(Stored data)

*****

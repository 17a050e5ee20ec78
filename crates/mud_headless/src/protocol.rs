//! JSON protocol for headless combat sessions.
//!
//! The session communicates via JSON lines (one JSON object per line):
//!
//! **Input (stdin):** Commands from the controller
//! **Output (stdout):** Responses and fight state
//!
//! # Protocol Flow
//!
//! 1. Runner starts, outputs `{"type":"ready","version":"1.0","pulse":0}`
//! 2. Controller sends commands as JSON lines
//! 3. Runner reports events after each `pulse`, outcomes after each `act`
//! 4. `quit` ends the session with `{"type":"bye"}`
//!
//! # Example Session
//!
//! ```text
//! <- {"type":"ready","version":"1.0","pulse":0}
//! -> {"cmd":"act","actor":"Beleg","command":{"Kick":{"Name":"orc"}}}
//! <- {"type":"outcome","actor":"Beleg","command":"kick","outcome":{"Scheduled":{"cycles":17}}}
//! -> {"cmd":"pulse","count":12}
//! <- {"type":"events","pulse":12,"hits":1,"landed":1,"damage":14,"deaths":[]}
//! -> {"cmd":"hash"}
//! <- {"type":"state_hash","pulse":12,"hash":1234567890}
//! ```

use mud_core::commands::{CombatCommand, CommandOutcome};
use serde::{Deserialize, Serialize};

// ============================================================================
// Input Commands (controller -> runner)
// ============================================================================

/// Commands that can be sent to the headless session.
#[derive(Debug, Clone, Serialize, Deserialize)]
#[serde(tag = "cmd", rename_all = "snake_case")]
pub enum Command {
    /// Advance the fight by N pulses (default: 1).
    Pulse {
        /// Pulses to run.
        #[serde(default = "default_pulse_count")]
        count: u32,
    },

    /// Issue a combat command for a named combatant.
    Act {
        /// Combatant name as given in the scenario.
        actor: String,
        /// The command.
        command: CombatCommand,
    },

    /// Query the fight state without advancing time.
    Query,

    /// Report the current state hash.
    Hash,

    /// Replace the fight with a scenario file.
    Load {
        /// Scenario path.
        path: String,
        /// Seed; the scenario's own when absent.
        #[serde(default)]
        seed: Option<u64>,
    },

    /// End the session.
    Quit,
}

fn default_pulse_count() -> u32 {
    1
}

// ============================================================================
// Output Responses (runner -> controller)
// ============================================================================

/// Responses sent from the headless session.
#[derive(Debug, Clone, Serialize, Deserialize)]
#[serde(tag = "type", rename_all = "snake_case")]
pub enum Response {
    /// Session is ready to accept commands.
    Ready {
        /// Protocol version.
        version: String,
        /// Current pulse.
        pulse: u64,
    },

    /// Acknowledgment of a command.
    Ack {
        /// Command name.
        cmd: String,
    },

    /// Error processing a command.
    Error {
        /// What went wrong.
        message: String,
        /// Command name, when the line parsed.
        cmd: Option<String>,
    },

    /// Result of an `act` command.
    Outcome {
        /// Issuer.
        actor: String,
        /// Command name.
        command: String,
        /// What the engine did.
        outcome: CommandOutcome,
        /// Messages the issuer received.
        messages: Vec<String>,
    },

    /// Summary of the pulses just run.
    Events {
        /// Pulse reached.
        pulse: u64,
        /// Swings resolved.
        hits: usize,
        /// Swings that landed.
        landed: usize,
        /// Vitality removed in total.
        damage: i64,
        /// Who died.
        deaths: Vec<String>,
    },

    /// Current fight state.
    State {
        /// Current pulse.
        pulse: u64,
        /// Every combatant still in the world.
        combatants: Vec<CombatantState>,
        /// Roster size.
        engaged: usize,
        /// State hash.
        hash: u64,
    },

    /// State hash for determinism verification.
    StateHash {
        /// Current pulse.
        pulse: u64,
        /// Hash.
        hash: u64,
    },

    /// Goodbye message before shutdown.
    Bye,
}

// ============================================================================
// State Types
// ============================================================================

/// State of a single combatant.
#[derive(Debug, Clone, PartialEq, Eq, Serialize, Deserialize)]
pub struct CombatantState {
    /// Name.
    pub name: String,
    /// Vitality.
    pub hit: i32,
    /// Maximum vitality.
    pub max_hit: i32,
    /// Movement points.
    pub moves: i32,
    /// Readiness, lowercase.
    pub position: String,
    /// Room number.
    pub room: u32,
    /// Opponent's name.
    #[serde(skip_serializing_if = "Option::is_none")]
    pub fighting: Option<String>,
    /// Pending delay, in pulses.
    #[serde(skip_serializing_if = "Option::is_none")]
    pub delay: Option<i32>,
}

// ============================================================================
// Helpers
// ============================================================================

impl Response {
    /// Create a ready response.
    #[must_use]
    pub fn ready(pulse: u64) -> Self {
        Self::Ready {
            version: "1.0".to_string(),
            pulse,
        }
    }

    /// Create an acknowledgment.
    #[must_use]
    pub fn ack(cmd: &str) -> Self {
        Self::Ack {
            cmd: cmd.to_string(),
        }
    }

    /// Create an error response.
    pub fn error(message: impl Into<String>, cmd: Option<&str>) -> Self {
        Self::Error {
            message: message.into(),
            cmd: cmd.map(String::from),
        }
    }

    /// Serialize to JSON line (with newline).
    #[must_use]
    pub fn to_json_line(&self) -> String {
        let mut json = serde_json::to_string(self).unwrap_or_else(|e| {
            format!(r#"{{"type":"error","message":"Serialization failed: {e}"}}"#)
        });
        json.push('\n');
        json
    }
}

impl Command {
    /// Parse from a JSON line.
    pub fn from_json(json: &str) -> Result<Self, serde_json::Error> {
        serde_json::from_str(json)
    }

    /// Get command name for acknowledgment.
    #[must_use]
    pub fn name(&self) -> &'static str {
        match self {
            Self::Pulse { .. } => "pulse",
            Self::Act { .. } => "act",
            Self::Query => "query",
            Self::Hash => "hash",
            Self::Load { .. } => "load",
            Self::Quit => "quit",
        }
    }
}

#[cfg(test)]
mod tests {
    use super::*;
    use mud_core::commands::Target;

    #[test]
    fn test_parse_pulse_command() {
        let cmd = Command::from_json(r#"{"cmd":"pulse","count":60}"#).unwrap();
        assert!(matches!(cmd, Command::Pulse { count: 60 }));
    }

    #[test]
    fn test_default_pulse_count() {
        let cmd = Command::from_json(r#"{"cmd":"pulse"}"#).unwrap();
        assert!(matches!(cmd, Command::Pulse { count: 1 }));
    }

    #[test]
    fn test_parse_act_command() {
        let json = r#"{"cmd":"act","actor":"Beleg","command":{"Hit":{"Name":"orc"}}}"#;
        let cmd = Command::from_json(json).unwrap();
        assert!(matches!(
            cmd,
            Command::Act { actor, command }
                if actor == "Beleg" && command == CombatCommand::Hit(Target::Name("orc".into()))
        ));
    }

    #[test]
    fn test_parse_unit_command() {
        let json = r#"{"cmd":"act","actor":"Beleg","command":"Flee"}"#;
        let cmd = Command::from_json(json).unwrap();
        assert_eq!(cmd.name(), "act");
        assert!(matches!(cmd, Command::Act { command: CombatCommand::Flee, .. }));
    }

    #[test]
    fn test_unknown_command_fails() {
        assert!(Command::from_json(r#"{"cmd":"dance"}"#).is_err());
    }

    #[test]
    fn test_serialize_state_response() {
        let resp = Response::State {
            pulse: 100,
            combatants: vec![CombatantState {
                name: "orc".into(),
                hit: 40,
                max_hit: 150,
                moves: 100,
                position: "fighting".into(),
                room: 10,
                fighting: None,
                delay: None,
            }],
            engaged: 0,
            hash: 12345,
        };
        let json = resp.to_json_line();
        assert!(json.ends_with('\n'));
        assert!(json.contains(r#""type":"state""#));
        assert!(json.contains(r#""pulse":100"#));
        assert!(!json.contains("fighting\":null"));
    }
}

*****

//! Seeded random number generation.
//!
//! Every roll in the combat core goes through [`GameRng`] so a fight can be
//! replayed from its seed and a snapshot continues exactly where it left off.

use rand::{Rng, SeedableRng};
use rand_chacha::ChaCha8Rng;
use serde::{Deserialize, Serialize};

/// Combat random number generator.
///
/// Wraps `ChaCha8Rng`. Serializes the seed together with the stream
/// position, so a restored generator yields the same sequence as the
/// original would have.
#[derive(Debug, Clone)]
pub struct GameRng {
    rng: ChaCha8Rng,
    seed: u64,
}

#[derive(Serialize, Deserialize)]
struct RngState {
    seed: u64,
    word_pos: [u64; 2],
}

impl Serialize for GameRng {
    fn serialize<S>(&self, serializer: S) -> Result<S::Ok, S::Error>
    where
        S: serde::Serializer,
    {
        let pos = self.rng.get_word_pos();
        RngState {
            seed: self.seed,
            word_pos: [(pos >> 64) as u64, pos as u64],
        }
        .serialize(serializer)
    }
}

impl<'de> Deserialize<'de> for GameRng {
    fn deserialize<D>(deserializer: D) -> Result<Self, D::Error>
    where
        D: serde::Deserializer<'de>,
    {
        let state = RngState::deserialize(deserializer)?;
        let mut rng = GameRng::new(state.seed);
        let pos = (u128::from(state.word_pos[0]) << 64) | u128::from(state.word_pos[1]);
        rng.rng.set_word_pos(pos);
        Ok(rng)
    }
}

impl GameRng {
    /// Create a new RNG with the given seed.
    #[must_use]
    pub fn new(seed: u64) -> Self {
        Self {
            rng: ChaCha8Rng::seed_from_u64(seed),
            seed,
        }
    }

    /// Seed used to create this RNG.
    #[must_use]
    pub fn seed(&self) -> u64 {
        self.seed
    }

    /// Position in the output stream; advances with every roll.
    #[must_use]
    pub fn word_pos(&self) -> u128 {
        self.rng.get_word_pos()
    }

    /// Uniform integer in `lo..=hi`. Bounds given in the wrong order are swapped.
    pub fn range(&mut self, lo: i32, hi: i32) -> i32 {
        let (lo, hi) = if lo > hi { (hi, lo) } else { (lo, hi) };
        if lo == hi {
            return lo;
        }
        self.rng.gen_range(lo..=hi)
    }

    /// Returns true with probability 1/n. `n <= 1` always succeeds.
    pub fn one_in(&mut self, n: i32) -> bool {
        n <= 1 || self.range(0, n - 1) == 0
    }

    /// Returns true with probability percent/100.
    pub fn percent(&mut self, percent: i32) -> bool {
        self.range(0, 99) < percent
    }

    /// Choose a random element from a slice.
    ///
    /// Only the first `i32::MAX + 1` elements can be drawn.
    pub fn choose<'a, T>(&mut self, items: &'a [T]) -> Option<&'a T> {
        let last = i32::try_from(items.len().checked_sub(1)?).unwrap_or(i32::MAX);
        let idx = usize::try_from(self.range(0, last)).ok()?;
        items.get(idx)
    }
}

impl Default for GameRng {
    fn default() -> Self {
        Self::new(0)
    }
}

*****

Filter the records above for lines containing the word "number", and copy those lines.

_ANSWER TO THIS PROBLEM_
    /// Room number.
//! Seeded random number generation.
/// Combat random number generator.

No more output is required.